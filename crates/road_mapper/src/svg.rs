//! SVG lane documents.
//!
//! A document carries one background `<image>` that fixes the canvas size in cells,
//! and one `<path>` per lane centerline. The path data is flattened into cubic Bézier
//! control points: moves and straight lines become degenerate cubics `(A, A, B, B)`.
//! Stroke width is the lane width in cells, stroke colour the marking code.

use std::num::NonZeroU32;

use glam::DVec2;
use log::warn;
use roxmltree::{Document, Node, ParsingOptions};

use crate::error::{MapperError, TokenErrorKind};

#[derive(Debug, Clone, Copy, PartialEq, Eq)]
enum Command {
    MoveAbs,
    MoveRel,
    LineAbs,
    LineRel,
    CurveAbs,
    CurveRel,
}

impl Command {
    fn from_token(token: &str) -> Option<Self> {
        match token {
            "M" => Some(Self::MoveAbs),
            "m" => Some(Self::MoveRel),
            "L" => Some(Self::LineAbs),
            "l" => Some(Self::LineRel),
            "C" => Some(Self::CurveAbs),
            "c" => Some(Self::CurveRel),
            _ => None,
        }
    }
}

/// A skipped path data token.
#[derive(Debug, Clone, PartialEq, Eq)]
pub struct TokenError {
    /// Position of the token in the whitespace separated `d` attribute.
    pub index: usize,
    pub token: String,
    pub kind: TokenErrorKind,
}

#[derive(Debug, Clone, Default, PartialEq)]
pub struct DecodedPath {
    /// Cubic control points in document coordinates.
    pub points: Vec<DVec2>,
    pub errors: Vec<TokenError>,
}

/// Incremental decoder for the `d` attribute of a path.
#[derive(Debug, Default)]
pub struct PathDecoder {
    points: Vec<DVec2>,
    command: Option<Command>,
    /// Coordinate pairs read since the command last changed.
    run: usize,
    /// Index of the point relative coordinates refer to.
    anchor: usize,
    moves: usize,
    errors: Vec<TokenError>,
}

/// `x,y` with two finite numbers.
fn parse_pair(token: &str) -> Option<DVec2> {
    let (x, y) = token.split_once(',')?;
    if y.contains(',') {
        return None;
    }
    let p = DVec2::new(x.parse().ok()?, y.parse().ok()?);
    p.is_finite().then_some(p)
}

impl PathDecoder {
    pub fn new() -> Self {
        Self::default()
    }

    /// Decode a whole `d` attribute.
    pub fn decode(d: &str) -> DecodedPath {
        let mut decoder = Self::new();
        for (index, token) in d.split_whitespace().enumerate() {
            decoder.push_token(index, token);
        }
        decoder.finish()
    }

    pub fn push_token(&mut self, index: usize, token: &str) {
        let result = if token.chars().count() == 1 {
            match Command::from_token(token) {
                Some(command) => {
                    if self.command != Some(command) {
                        self.run = 0;
                    }
                    self.command = Some(command);
                    Ok(())
                }
                None => Err(TokenErrorKind::UnknownCommand),
            }
        } else {
            self.coordinate(token)
        };

        if let Err(kind) = result {
            warn!("skipping path token #{} {:?}: {}", index, token, kind);
            self.errors.push(TokenError {
                index,
                token: token.to_string(),
                kind,
            });
        }
    }

    fn last_point(&self) -> Result<DVec2, TokenErrorKind> {
        self.points.last().copied().ok_or(TokenErrorKind::NoCurrentPoint)
    }

    fn anchor_point(&self) -> Result<DVec2, TokenErrorKind> {
        self.points.get(self.anchor).copied().ok_or(TokenErrorKind::NoCurrentPoint)
    }

    /// Append `(last, p, p)` and anchor on `p`.
    fn push_segment_to(&mut self, last: DVec2, p: DVec2) {
        self.points.push(last);
        self.points.push(p);
        self.anchor = self.points.len() - 1;
        self.points.push(p);
    }

    fn coordinate(&mut self, token: &str) -> Result<(), TokenErrorKind> {
        use Command::*;

        let command = self.command.ok_or(TokenErrorKind::NoCommand)?;
        if matches!(command, CurveAbs | CurveRel) {
            self.run += 1;
        }
        let pair = parse_pair(token).ok_or(TokenErrorKind::MalformedPair)?;

        match command {
            MoveAbs | MoveRel if self.moves == 0 => {
                // The opening move is absolute in both forms.
                self.points.push(pair);
                self.moves += 1;
            }
            MoveAbs | MoveRel => {
                let last = self.last_point()?;
                let p = if command == MoveRel { last + pair } else { pair };
                self.push_segment_to(last, p);
            }
            CurveRel => {
                let p = self.anchor_point()? + pair;
                self.points.push(p);
                if self.run % 3 == 0 {
                    self.anchor = self.points.len() - 1;
                }
            }
            CurveAbs => {
                self.points.push(pair);
                self.anchor = self.points.len() - 1;
            }
            LineRel => {
                let last = self.last_point()?;
                let p = self.anchor_point()? + pair;
                self.push_segment_to(last, p);
            }
            LineAbs => {
                let last = self.last_point()?;
                self.push_segment_to(last, pair);
            }
        }
        Ok(())
    }

    pub fn finish(self) -> DecodedPath {
        DecodedPath {
            points: self.points,
            errors: self.errors,
        }
    }
}

/// One `<path>` of the document.
#[derive(Debug, Clone, PartialEq)]
pub struct LanePath {
    /// 1-based document order.
    pub id: NonZeroU32,
    pub points: Vec<DVec2>,
    /// Lane width in cells; `None` when absent or unparsable.
    pub stroke_width: Option<f64>,
    /// Marking code, empty when absent.
    pub stroke: String,
    pub token_errors: Vec<TokenError>,
}

#[derive(Debug, Clone, PartialEq)]
pub struct LaneDocument {
    pub width: usize,
    pub height: usize,
    pub lanes: Vec<LanePath>,
}

/// Last value of `key` in a `k:v;k:v` style declaration.
fn style_value<'a>(style: &'a str, key: &str) -> Option<&'a str> {
    style
        .split(';')
        .filter_map(|decl| decl.split_once(':'))
        .filter(|(k, _)| k.trim() == key)
        .last()
        .map(|(_, v)| v.trim())
}

fn path_property<'a>(node: &Node<'a, '_>, key: &str) -> Option<&'a str> {
    node.attribute("style")
        .and_then(|style| style_value(style, key))
        .or_else(|| node.attribute(key).map(str::trim))
}

/// Plain number, optionally suffixed with `px`.
fn parse_length(s: &str) -> Option<f64> {
    let s = s.trim();
    let s = s.strip_suffix("px").unwrap_or(s);
    s.trim().parse::<f64>().ok()
}

fn canvas_dimension(
    image: Option<Node>,
    root: Node,
    name: &'static str,
) -> Result<usize, MapperError> {
    let value = image
        .and_then(|n| n.attribute(name))
        .or_else(|| root.attribute(name))
        .ok_or(MapperError::MissingCanvas)?;

    match parse_length(value).map(f64::round) {
        Some(v) if v >= 1.0 && v <= u32::MAX as f64 => Ok(v as usize),
        _ => Err(MapperError::InvalidCanvas {
            name,
            value: value.to_string(),
        }),
    }
}

/// Parse an SVG lane document.
pub fn read_document(text: &str) -> Result<LaneDocument, MapperError> {
    let opts = ParsingOptions {
        allow_dtd: true,
        ..ParsingOptions::default()
    };
    let doc = Document::parse_with_options(text, opts)?;
    let root = doc.root_element();

    let image = doc
        .descendants()
        .find(|n| n.is_element() && n.tag_name().name() == "image");
    let width = canvas_dimension(image, root, "width")?;
    let height = canvas_dimension(image, root, "height")?;
    if carmen_map::gridmap_chunk_size(width as u32, height as u32).is_none() {
        return Err(MapperError::InvalidCanvas {
            name: "size",
            value: format!("{}x{}", width, height),
        });
    }

    let lanes = doc
        .descendants()
        .filter(|n| n.is_element() && n.tag_name().name() == "path")
        .enumerate()
        .map(|(i, node)| {
            let decoded = PathDecoder::decode(node.attribute("d").unwrap_or(""));
            LanePath {
                id: NonZeroU32::MIN.saturating_add(i as u32),
                points: decoded.points,
                stroke_width: path_property(&node, "stroke-width").and_then(parse_length),
                stroke: path_property(&node, "stroke").unwrap_or("").to_string(),
                token_errors: decoded.errors,
            }
        })
        .collect();

    Ok(LaneDocument {
        width,
        height,
        lanes,
    })
}
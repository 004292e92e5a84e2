//! Document to map conversion.

use std::path::{Path, PathBuf};

use carmen_map::MapCreator;
use log::{debug, info, warn};
use serde::Serialize;

use crate::curve::{tessellate, BEZIER_FRACTION};
use crate::error::MapperError;
use crate::grid::Grid;
use crate::marking::LaneMarking;
use crate::raster::{rasterize_lane, ClaimObserver, LaneSpec, LaneStats};
use crate::svg::{read_document, LaneDocument};

#[derive(Debug, Clone, Copy)]
pub struct RenderOptions {
    /// Parametric step of the curve tessellation.
    pub fraction: f64,
}

impl Default for RenderOptions {
    fn default() -> Self {
        Self {
            fraction: BEZIER_FRACTION,
        }
    }
}

/// Outcome of one lane.
#[derive(Debug, Clone, PartialEq, Serialize)]
pub struct LaneReport {
    pub lane: u32,
    pub stroke: String,
    pub stroke_width: Option<f64>,
    pub marking: LaneMarking,
    pub control_points: usize,
    pub samples: usize,
    pub token_errors: usize,
    /// Reason the lane was not rasterized.
    pub skipped: Option<String>,
    pub stats: LaneStats,
}

/// Outcome of one converted document.
#[derive(Debug, Clone, Serialize)]
pub struct MapReport {
    pub input: PathBuf,
    pub output: PathBuf,
    pub width: usize,
    pub height: usize,
    pub claimed_cells: usize,
    pub lanes: Vec<LaneReport>,
}

impl MapReport {
    pub fn skipped_lanes(&self) -> usize {
        self.lanes.iter().filter(|l| l.skipped.is_some()).count()
    }

    pub fn token_errors(&self) -> usize {
        self.lanes.iter().map(|l| l.token_errors).sum()
    }
}

/// Rasterize every lane of `doc`, in document order, into a fresh grid.
pub fn render_document<'o>(
    doc: &LaneDocument,
    opts: &RenderOptions,
    mut observer: Option<&mut (dyn ClaimObserver + 'o)>,
) -> (Grid, Vec<LaneReport>) {
    let mut grid = Grid::new(doc.width, doc.height);
    let mut reports = Vec::with_capacity(doc.lanes.len());

    for lane in &doc.lanes {
        let marking = LaneMarking::from_code(&lane.stroke);
        let mut report = LaneReport {
            lane: lane.id.get(),
            stroke: lane.stroke.clone(),
            stroke_width: lane.stroke_width,
            marking,
            control_points: lane.points.len(),
            samples: 0,
            token_errors: lane.token_errors.len(),
            skipped: None,
            stats: LaneStats::default(),
        };

        if !lane.token_errors.is_empty() {
            warn!("lane {}: {} path tokens skipped", lane.id, lane.token_errors.len());
        }

        let stroke_width = match lane.stroke_width {
            Some(w) if w.is_finite() && w > 0.0 => w,
            _ => {
                warn!("lane {}: missing or invalid stroke width, skipped", lane.id);
                report.skipped = Some("invalid stroke width".to_string());
                reports.push(report);
                continue;
            }
        };

        let polyline = match tessellate(&lane.points, opts.fraction, doc.height as f64) {
            Ok(p) => p,
            Err(e) => {
                warn!("lane {}: {}, skipped", lane.id, e);
                report.skipped = Some(e.to_string());
                reports.push(report);
                continue;
            }
        };
        report.samples = polyline.len();

        let spec = LaneSpec {
            id: lane.id,
            stroke_width,
            marking,
        };
        report.stats = rasterize_lane(&mut grid, &spec, &polyline, observer.as_deref_mut());

        debug!(
            "lane {} ({} {:?}/{:?}, width {}): {} samples, {} seeds, {} cells claimed",
            lane.id,
            lane.stroke,
            marking.left,
            marking.right,
            stroke_width,
            report.samples,
            report.stats.seeds,
            report.stats.claimed
        );
        reports.push(report);
    }

    (grid, reports)
}

/// Convert the SVG document at `input` into a map file at `output`.
pub fn convert_file<'o>(
    input: &Path,
    output: &Path,
    opts: &RenderOptions,
    creator: MapCreator,
    observer: Option<&mut (dyn ClaimObserver + 'o)>,
) -> Result<MapReport, MapperError> {
    let text = std::fs::read_to_string(input).map_err(|source| MapperError::Read {
        path: input.to_path_buf(),
        source,
    })?;
    let doc = read_document(&text)?;
    info!(
        "{}: {}x{} cells, {} lanes",
        input.display(),
        doc.width,
        doc.height,
        doc.lanes.len()
    );

    let (grid, lanes) = render_document(&doc, opts, observer);

    let map = grid.to_road_map(creator);
    carmen_map::write_file(output, &map).map_err(|source| MapperError::Write {
        path: output.to_path_buf(),
        source,
    })?;

    let report = MapReport {
        input: input.to_path_buf(),
        output: output.to_path_buf(),
        width: doc.width,
        height: doc.height,
        claimed_cells: grid.claimed_count(),
        lanes,
    };
    info!(
        "wrote {} ({} cells on road, {} lanes skipped)",
        output.display(),
        report.claimed_cells,
        report.skipped_lanes()
    );
    Ok(report)
}

#[cfg(test)]
mod tests {
    use super::*;
    use std::num::NonZeroU32;

    use glam::DVec2;

    use crate::error::TokenErrorKind;
    use crate::svg::{LanePath, TokenError};

    fn lane(id: u32, a: (f64, f64), b: (f64, f64), width: Option<f64>, stroke: &str) -> LanePath {
        let a = DVec2::new(a.0, a.1);
        let b = DVec2::new(b.0, b.1);
        LanePath {
            id: NonZeroU32::new(id).unwrap(),
            points: vec![a, a, b, b],
            stroke_width: width,
            stroke: stroke.to_string(),
            token_errors: Vec::new(),
        }
    }

    #[test]
    fn test_overlapping_lanes() {
        // Two parallel lanes whose bands overlap on map rows 8 to 11.
        let doc = LaneDocument {
            width: 40,
            height: 20,
            lanes: vec![
                lane(1, (2.0, 12.0), (37.0, 12.0), Some(6.0), "#ff0000"),
                lane(2, (2.0, 9.0), (37.0, 9.0), Some(6.0), "#0000ff"),
            ],
        };
        let opts = RenderOptions { fraction: 0.01 };
        let (grid, reports) = render_document(&doc, &opts, None);

        assert_eq!(reports.len(), 2);
        assert!(reports.iter().all(|r| r.skipped.is_none() && r.stats.claimed > 0));

        // Lane 1 runs along map y = 8; lane 2 along y = 11.
        for x in 5..35 {
            for y in 6..=10 {
                let cell = grid.get(x, y).unwrap();
                assert_eq!(cell.owner_lane.map(NonZeroU32::get), Some(1), "({x}, {y})");
                assert_eq!(cell.broken_marking, 0);
            }
            for y in 12..=13 {
                let cell = grid.get(x, y).unwrap();
                assert_eq!(cell.owner_lane.map(NonZeroU32::get), Some(2), "({x}, {y})");
                assert_eq!(cell.solid_marking, 0);
            }
        }
        assert_eq!(
            grid.claimed_count(),
            reports[0].stats.claimed + reports[1].stats.claimed
        );
    }

    #[test]
    fn test_non_finite_coordinates_are_token_errors() {
        let text = r##"<svg><image width="20" height="20"/><path d="M 5,5 L NaN,5" style="stroke-width:2;stroke:#ff0000"/></svg>"##;
        let doc = read_document(text).unwrap();
        let (grid, reports) = render_document(&doc, &RenderOptions { fraction: 0.1 }, None);

        assert_eq!(reports[0].token_errors, 1);
        assert!(reports[0].skipped.is_some());
        assert_eq!(grid.claimed_count(), 0);
    }

    #[test]
    fn test_bad_lanes_are_skipped() {
        let mut broken = lane(3, (1.0, 1.0), (1.0, 1.0), Some(2.0), "#00ff00");
        broken.points.truncate(1);
        broken.token_errors.push(TokenError {
            index: 0,
            token: "Q".to_string(),
            kind: TokenErrorKind::UnknownCommand,
        });

        let doc = LaneDocument {
            width: 10,
            height: 10,
            lanes: vec![
                lane(1, (1.0, 5.0), (8.0, 5.0), None, "#ff0000"),
                lane(2, (1.0, 5.0), (8.0, 5.0), Some(-1.0), "#ff0000"),
                broken,
                lane(4, (1.0, 5.0), (8.0, 5.0), Some(2.0), "#00ff00"),
            ],
        };
        let (grid, reports) = render_document(&doc, &RenderOptions::default(), None);

        let skipped: Vec<bool> = reports.iter().map(|r| r.skipped.is_some()).collect();
        assert_eq!(skipped, vec![true, true, true, false]);
        assert_eq!(reports[2].token_errors, 1);
        assert!(grid.cells().iter().all(|c| c.owner_lane.map_or(true, |id| id.get() == 4)));
        assert!(grid.claimed_count() > 0);
    }
}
•••
Task statement:
Please copy every line of the records above in which "CurveAbs" appears.

Written reply:
    CurveAbs,
            "C" => Some(Self::CurveAbs),
        if matches!(command, CurveAbs | CurveRel) {
            CurveAbs => {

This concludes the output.